"Romeo i Julia": Gwiazdy filmu pozywają studio za molestowanie nieletnich
"Romeo i Julia" to zdecydowanie jedna z najpopularniejszych i najczęściej przenoszonych na ekran sztuk Wiliama Szekspira. Jedną z pierwszych ekranizacji była produkcja włoskiego reżysera Franco Zeffirellego. W rolach głównych wystąpili małoletni aktorzy, a sam film wzbudził wiele kontrowersji, głównie za sprawą scen nagości. Dziś gwiazdy filmu pozywają studio Paramount odpowiedzialne za produkcję filmu.
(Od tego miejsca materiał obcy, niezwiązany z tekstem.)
//! Small key/value preference store
//!
//! Holds the selection index, the first-launch flag and the item id counter,
//! independently of the list file. Backends implement [`Preferences`]; the
//! in-memory one is meant for tests and embedding, the file one for the CLI.

use serde::{Deserialize, Serialize};
use std::collections::{BTreeMap, HashMap};
use std::fs;
use std::path::{Path, PathBuf};
use tracing::warn;

use crate::storage::write_atomic;

/// Index of the selected list, -1 when none is selected
pub const SELECTED_LIST_INDEX: &str = "selectedListIndex";
/// Set until the first-run list has been seeded
pub const FIRST_TIME_LAUNCH: &str = "firstTimeLaunch";
/// Next item id to hand out
pub const NEXT_ITEM_ID: &str = "nextItemId";

pub const DEFAULT_SELECTED_LIST_INDEX: i64 = -1;
pub const DEFAULT_FIRST_TIME_LAUNCH: bool = true;
pub const DEFAULT_NEXT_ITEM_ID: i64 = 0;

/// A stored preference value
#[derive(Debug, Clone, Copy, PartialEq, Eq, Serialize, Deserialize)]
#[serde(untagged)]
pub enum PrefValue {
    Bool(bool),
    Int(i64),
}

/// Key/value preference backend
pub trait Preferences {
    fn get(&self, key: &str) -> Option<PrefValue>;
    fn set(&mut self, key: &str, value: PrefValue);

    /// Integer stored under `key`, or `default` if absent or not an integer
    fn int_or(&self, key: &str, default: i64) -> i64 {
        match self.get(key) {
            Some(PrefValue::Int(value)) => value,
            _ => default,
        }
    }

    /// Boolean stored under `key`, or `default` if absent or not a boolean
    fn bool_or(&self, key: &str, default: bool) -> bool {
        match self.get(key) {
            Some(PrefValue::Bool(value)) => value,
            _ => default,
        }
    }
}

/// Preferences held in memory only
#[derive(Debug, Default, Clone)]
pub struct MemoryPreferences {
    values: HashMap<String, PrefValue>,
}

impl MemoryPreferences {
    pub fn new() -> Self {
        Self::default()
    }
}

impl Preferences for MemoryPreferences {
    fn get(&self, key: &str) -> Option<PrefValue> {
        self.values.get(key).copied()
    }

    fn set(&mut self, key: &str, value: PrefValue) {
        self.values.insert(key.to_string(), value);
    }
}

/// Preferences persisted to a TOML file, written through on every `set`
pub struct FilePreferences {
    file_path: PathBuf,
    values: BTreeMap<String, PrefValue>,
}

impl FilePreferences {
    /// Open the preference file, starting empty if it is missing or unreadable
    pub fn open(file_path: impl AsRef<Path>) -> Self {
        let file_path = file_path.as_ref().to_path_buf();
        let mut values = BTreeMap::new();

        if file_path.exists() {
            let parsed = fs::read_to_string(&file_path)
                .map_err(anyhow::Error::from)
                .and_then(|content| {
                    toml::from_str::<BTreeMap<String, PrefValue>>(&content)
                        .map_err(anyhow::Error::from)
                });
            match parsed {
                Ok(stored) => values = stored,
                Err(e) => {
                    warn!(path = %file_path.display(), error = %e, "Failed to read preferences, using defaults");
                }
            }
        }

        Self { file_path, values }
    }

    pub fn file_path(&self) -> &Path {
        &self.file_path
    }
}

impl Preferences for FilePreferences {
    fn get(&self, key: &str) -> Option<PrefValue> {
        self.values.get(key).copied()
    }

    fn set(&mut self, key: &str, value: PrefValue) {
        self.values.insert(key.to_string(), value);

        let result = toml::to_string(&self.values)
            .map_err(anyhow::Error::from)
            .and_then(|content| write_atomic(&self.file_path, &content));
        if let Err(e) = result {
            warn!(path = %self.file_path.display(), key, error = %e, "Failed to write preferences");
        }
    }
}

#[cfg(test)]
mod tests {
    use super::*;
    use tempfile::TempDir;

    #[test]
    fn test_defaults_when_absent() {
        let prefs = MemoryPreferences::new();
        assert_eq!(prefs.int_or(SELECTED_LIST_INDEX, DEFAULT_SELECTED_LIST_INDEX), -1);
        assert!(prefs.bool_or(FIRST_TIME_LAUNCH, DEFAULT_FIRST_TIME_LAUNCH));
        assert_eq!(prefs.int_or(NEXT_ITEM_ID, DEFAULT_NEXT_ITEM_ID), 0);
    }

    #[test]
    fn test_wrong_type_falls_back_to_default() {
        let mut prefs = MemoryPreferences::new();
        prefs.set(NEXT_ITEM_ID, PrefValue::Bool(true));
        assert_eq!(prefs.int_or(NEXT_ITEM_ID, 0), 0);
    }

    #[test]
    fn test_file_preferences_round_trip() {
        let dir = TempDir::new().unwrap();
        let path = dir.path().join("preferences.toml");

        let mut prefs = FilePreferences::open(&path);
        prefs.set(SELECTED_LIST_INDEX, PrefValue::Int(2));
        prefs.set(FIRST_TIME_LAUNCH, PrefValue::Bool(false));
        prefs.set(NEXT_ITEM_ID, PrefValue::Int(41));

        let reopened = FilePreferences::open(&path);
        assert_eq!(reopened.get(SELECTED_LIST_INDEX), Some(PrefValue::Int(2)));
        assert_eq!(reopened.get(FIRST_TIME_LAUNCH), Some(PrefValue::Bool(false)));
        assert_eq!(reopened.get(NEXT_ITEM_ID), Some(PrefValue::Int(41)));
    }

    #[test]
    fn test_file_preferences_corrupt_file_uses_defaults() {
        let dir = TempDir::new().unwrap();
        let path = dir.path().join("preferences.toml");
        fs::write(&path, "[[[").unwrap();

        let prefs = FilePreferences::open(&path);
        assert_eq!(prefs.get(NEXT_ITEM_ID), None);
    }
}
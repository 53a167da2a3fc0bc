//! To-do domain models
//!
//! This module contains the data structures persisted in the list file:
//! - `item`: a single to-do entry and its reminder lifecycle
//! - `list`: a named, ordered collection of items

mod item;
mod list;

pub use item::{Item, ItemId};
pub use list::List;
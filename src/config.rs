//! Data directory layout
//!
//! Everything the front end persists lives under one directory:
//! the list file, the preference file and the pending reminder queue.

use std::path::{Path, PathBuf};

use crate::preferences::FilePreferences;
use crate::reminder::FileScheduler;
use crate::storage::ListFile;
use crate::store::Store;

pub const LISTS_FILE: &str = "Lists.toml";
pub const PREFERENCES_FILE: &str = "preferences.toml";
pub const REMINDERS_FILE: &str = "reminders.toml";

/// Store backed entirely by files in the data directory
pub type FileStore = Store<FilePreferences, FileScheduler>;

#[derive(Debug, Clone)]
pub struct Config {
    data_dir: PathBuf,
}

impl Config {
    pub fn new(data_dir: impl AsRef<Path>) -> Self {
        Self {
            data_dir: data_dir.as_ref().to_path_buf(),
        }
    }

    pub fn data_dir(&self) -> &Path {
        &self.data_dir
    }

    pub fn lists_path(&self) -> PathBuf {
        self.data_dir.join(LISTS_FILE)
    }

    pub fn preferences_path(&self) -> PathBuf {
        self.data_dir.join(PREFERENCES_FILE)
    }

    pub fn reminders_path(&self) -> PathBuf {
        self.data_dir.join(REMINDERS_FILE)
    }

    /// Load the store from this data directory
    pub fn open_store(&self) -> FileStore {
        Store::load(
            ListFile::new(self.lists_path()),
            FilePreferences::open(self.preferences_path()),
            FileScheduler::open(self.reminders_path()),
        )
    }
}

#[cfg(test)]
mod tests {
    use super::*;
    use tempfile::TempDir;

    #[test]
    fn test_paths_live_under_data_dir() {
        let config = Config::new("/tmp/trydo");
        assert_eq!(config.lists_path(), PathBuf::from("/tmp/trydo/Lists.toml"));
        assert_eq!(
            config.preferences_path(),
            PathBuf::from("/tmp/trydo/preferences.toml")
        );
        assert_eq!(
            config.reminders_path(),
            PathBuf::from("/tmp/trydo/reminders.toml")
        );
    }

    #[test]
    fn test_open_store_creates_files_on_first_launch() {
        let dir = TempDir::new().unwrap();
        let config = Config::new(dir.path().join("data"));

        let store = config.open_store();
        assert_eq!(store.lists().len(), 1);
        assert!(config.lists_path().exists());
        assert!(config.preferences_path().exists());
    }
}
Niemal każda dekada ma swoją ekranizację najbardziej znanych dzieł Szekspira. Historia tragicznej miłości Romeo i Julii była wielokrotnie przedstawiana na ekranie. Pierwszy raz już w 1936 roku za sprawą reżysera George'a Cukora, który w roli Julii obsadził legendarną Normę Shearer. Na kolejną filmową wersję widzowie musieli poczekać ponad 10 lat (film Riccardo Freda), a w 1968 roku na ekrany trafił film w reżyserii włoskiego mistrza kina Franco Zeffirellego.
Produkcja zdobyła dwa Oscary: za najlepsze zdjęcia i kostiumy, oraz nominacje dla najlepszego filmu i reżysera. Film zdobył fantastyczne recenzje. Legendarny krytyk Roger Ebert na łapach "Chicago Sun-Times" napisał: "Uważam, że 'Romeo i Julia' Franco Zeffirellego to najbardziej ekscytujący film o Szekspirze, jaki kiedykolwiek powstał". Docenieni zostali również aktorzy wcielający się w tytułowych bohaterów.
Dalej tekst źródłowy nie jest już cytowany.